The result of the election will have to be nullified for the same reasons given
in item “b” above. A special election for Governor, Vice Governor, Member,
House of Representatives, First Legislative District of Surigao del Norte, and
Members, Sangguniang Panlalawigan, First District, Surigao del Norte (with
Dinagat Islands) will have to be conducted.
Since movants-intervenors’ elective positions would be adversely affected if the
Resolution dated May 12, 2010 would not be reversed, they prayed that they be allowed
to intervene in this case and to file their Intervenors’ Motion for Reconsideration of the
Resolution dated May 12, 2010, and that their motion for reconsideration be admitted by the
Court.
In a Resolution dated July 20, 2010, the Court denied the Motion for Leave to Intervene
and to File and to Admit Intervenors’ Motion for Reconsideration of the Resolution dated May
12, 2010. The Court held that, fundamentally, the allowance or disallowance of a motion to
intervene is addressed to the sound discretion of the court.[4]
Under Section 2, Rule 19 of the
Rules of Court, a motion to intervene may be filed at any time before rendition of judgment by
the trial court. The Court ruled that since this case originated from an original action filed
before this Court, the appropriate time to file the motion-in-intervention is before and not after
resolution of this case, citing Republic v. Gingoyon.[5]
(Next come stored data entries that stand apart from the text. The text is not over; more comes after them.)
//! Frame quality scoring.
//!
//! A frame is judged on two grayscale statistics, taken after converting
//! colour frames with BT.601 luma weights ([`to_gray`]):
//!
//! - **brightness**, the mean intensity on a 0–255 scale, and
//! - **sharpness**, the variance of the image's Laplacian response. Sharp
//!   edges produce large second derivatives of both signs; a defocused or
//!   motion-smeared frame produces a response close to zero everywhere.
//!
//! Both thresholds are fixed. They were tuned by eye on typical film and TV
//! material and are not derived from the image size or content.
//!
//! All working buffers (the grayscale copy and the Laplacian response) are
//! owned by the scoring call and freed when it returns, on every path.
//!
//! # Example
//!
//! ```
//! use image::{DynamicImage, GrayImage, Luma};
//! use stillpick::quality::{self, Verdict};
//!
//! let night = DynamicImage::ImageLuma8(GrayImage::from_pixel(64, 64, Luma([12])));
//! let score = quality::score(&night)?;
//! assert_eq!(score.verdict(), Verdict::DarkAndBlurry);
//! # Ok::<(), stillpick::StillpickError>(())
//! ```

use std::fmt::{Display, Formatter, Result as FmtResult};

use image::{DynamicImage, GrayImage, Luma, Rgb};

use crate::error::StillpickError;

/// Frames with a mean intensity below this are dark.
pub const DARK_THRESHOLD: f64 = 50.0;

/// Frames with a Laplacian variance below this are blurry.
pub const BLUR_THRESHOLD: f64 = 1000.0;

/// Brightness and sharpness statistics for one frame.
#[derive(Debug, Clone, Copy, PartialEq)]
pub struct QualityScore {
    /// Mean grayscale intensity, 0–255.
    pub mean_intensity: f64,
    /// Variance of the Laplacian response.
    pub blur_variance: f64,
    /// `mean_intensity < DARK_THRESHOLD`.
    pub is_dark: bool,
    /// `blur_variance < BLUR_THRESHOLD`.
    pub is_blurry: bool,
}

impl QualityScore {
    /// Build a score from the two raw statistics.
    pub fn from_statistics(mean_intensity: f64, blur_variance: f64) -> Self {
        Self {
            mean_intensity,
            blur_variance,
            is_dark: mean_intensity < DARK_THRESHOLD,
            is_blurry: blur_variance < BLUR_THRESHOLD,
        }
    }

    /// Returns `true` if the frame is neither dark nor blurry.
    pub fn is_valid(&self) -> bool {
        !self.is_dark && !self.is_blurry
    }

    /// Classify the frame.
    pub fn verdict(&self) -> Verdict {
        match (self.is_dark, self.is_blurry) {
            (false, false) => Verdict::Valid,
            (true, false) => Verdict::Dark,
            (false, true) => Verdict::Blurry,
            (true, true) => Verdict::DarkAndBlurry,
        }
    }
}

/// The classification of a scored frame.
#[derive(Debug, Clone, Copy, PartialEq, Eq, Hash)]
pub enum Verdict {
    /// Bright enough and sharp enough.
    Valid,
    /// Too dark, but sharp.
    Dark,
    /// Too blurry, but bright enough.
    Blurry,
    /// Both too dark and too blurry.
    DarkAndBlurry,
}

impl Display for Verdict {
    fn fmt(&self, f: &mut Formatter<'_>) -> FmtResult {
        f.write_str(match self {
            Verdict::Valid => "clear",
            Verdict::Dark => "dark",
            Verdict::Blurry => "blurry",
            Verdict::DarkAndBlurry => "dark and blurry",
        })
    }
}

/// Score a decoded frame.
///
/// # Errors
///
/// Returns [`StillpickError::EmptyImage`] if the image has no pixels.
pub fn score(image: &DynamicImage) -> Result<QualityScore, StillpickError> {
    score_gray(&to_gray(image))
}

/// BT.601 weights for R, G and B in 14-bit fixed point. They sum to
/// `1 << GRAY_SHIFT`, so equal channels map to the same gray value.
const GRAY_WEIGHTS: [u32; 3] = [4899, 9617, 1868];
const GRAY_SHIFT: u32 = 14;

/// Convert to 8-bit gray as `0.299 R + 0.587 G + 0.114 B`, rounded to
/// nearest. Alpha is ignored.
pub fn to_gray(image: &DynamicImage) -> GrayImage {
    let rgb = image.to_rgb8();
    GrayImage::from_fn(rgb.width(), rgb.height(), |x, y| {
        let Rgb([r, g, b]) = *rgb.get_pixel(x, y);
        Luma([bt601(r, g, b)])
    })
}

fn bt601(r: u8, g: u8, b: u8) -> u8 {
    let [wr, wg, wb] = GRAY_WEIGHTS;
    let weighted = r as u32 * wr + g as u32 * wg + b as u32 * wb;
    ((weighted + (1 << (GRAY_SHIFT - 1))) >> GRAY_SHIFT) as u8
}

/// Score an image that is already grayscale.
pub fn score_gray(gray: &GrayImage) -> Result<QualityScore, StillpickError> {
    let (width, height) = gray.dimensions();
    if width == 0 || height == 0 {
        return Err(StillpickError::EmptyImage { width, height });
    }

    let mean = mean_intensity(gray);
    let variance = laplacian_variance(gray);
    log::debug!("Average intensity (brightness): {mean:.2}, variance (blurriness): {variance:.2}");

    Ok(QualityScore::from_statistics(mean, variance))
}

/// Arithmetic mean of all pixels.
pub fn mean_intensity(gray: &GrayImage) -> f64 {
    let pixels = gray.as_raw();
    if pixels.is_empty() {
        return 0.0;
    }
    pixels.iter().map(|&p| p as f64).sum::<f64>() / pixels.len() as f64
}

/// The 4-neighbour Laplacian `[0 1 0; 1 -4 1; 0 1 0]`, row-major.
///
/// Borders are reflected without repeating the edge pixel
/// (`dcb|abcd|cba`), so a flat image has a response of exactly zero.
pub fn laplacian(gray: &GrayImage) -> Vec<f64> {
    let (width, height) = gray.dimensions();
    let (width, height) = (width as i64, height as i64);
    let at = |x: i64, y: i64| -> f64 {
        let x = reflect_101(x, width);
        let y = reflect_101(y, height);
        gray.get_pixel(x as u32, y as u32).0[0] as f64
    };

    let mut response = Vec::with_capacity((width * height) as usize);
    for y in 0..height {
        for x in 0..width {
            let value = at(x, y - 1) + at(x - 1, y) + at(x + 1, y) + at(x, y + 1) - 4.0 * at(x, y);
            response.push(value);
        }
    }
    response
}

/// Population variance of the Laplacian response.
pub fn laplacian_variance(gray: &GrayImage) -> f64 {
    let response = laplacian(gray);
    if response.is_empty() {
        return 0.0;
    }
    let count = response.len() as f64;
    let mean = response.iter().sum::<f64>() / count;
    response
        .iter()
        .map(|&value| {
            let diff = value - mean;
            diff * diff
        })
        .sum::<f64>()
        / count
}

fn reflect_101(index: i64, length: i64) -> i64 {
    if length == 1 {
        return 0;
    }
    if index < 0 {
        -index
    } else if index >= length {
        2 * length - 2 - index
    } else {
        index
    }
}
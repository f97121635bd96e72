//! Benchmarks for frame scoring.
//!
//! Run with: cargo bench

use criterion::{Criterion, black_box, criterion_group, criterion_main};
use image::{DynamicImage, GrayImage, Luma, RgbImage};
use stillpick::quality;

fn noise_frame(width: u32, height: u32) -> GrayImage {
    // Cheap deterministic texture with plenty of edges.
    GrayImage::from_fn(width, height, |x, y| {
        Luma([((x.wrapping_mul(31) ^ y.wrapping_mul(17)) & 0xff) as u8])
    })
}

fn benchmark_laplacian_variance(criterion: &mut Criterion) {
    let frame_720p = noise_frame(1280, 720);
    let frame_1080p = noise_frame(1920, 1080);

    criterion.bench_function("laplacian variance 720p", |bencher| {
        bencher.iter(|| quality::laplacian_variance(black_box(&frame_720p)));
    });

    criterion.bench_function("laplacian variance 1080p", |bencher| {
        bencher.iter(|| quality::laplacian_variance(black_box(&frame_1080p)));
    });
}

fn benchmark_full_score(criterion: &mut Criterion) {
    let rgb = DynamicImage::ImageRgb8(RgbImage::from_fn(1920, 1080, |x, y| {
        image::Rgb([(x & 0xff) as u8, (y & 0xff) as u8, ((x + y) & 0xff) as u8])
    }));

    criterion.bench_function("score 1080p rgb frame", |bencher| {
        bencher.iter(|| quality::score(black_box(&rgb)).unwrap());
    });
}

criterion_group!(benches, benchmark_laplacian_variance, benchmark_full_score);
criterion_main!(benches);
It should be noted that this case was decided on February 10, 2010, and the motions for
reconsideration of the Decision were denied in the Resolution dated May 12, 2010. The
Decision dated February 10, 2010 became final and executory on May 18, 2010. Movants-
intervenors’ Motion for Leave to Intervene and to File and to Admit Intervenors’ Motion for
Reconsideration of the Resolution dated May 12, 2010 was filed only on June 18, 2010, clearly
after the Decision dated February 10, 2010 had became final and executory; hence, the said
motion was correctly denied.
The ponente submits that the Court should grant movants-intervenors’ motion for
reconsideration of the July 20, 2010 Resolution, in full agreement with their position that their
interest in this case arose only after they were elected to their respective positions during the
May 10, 2010 elections.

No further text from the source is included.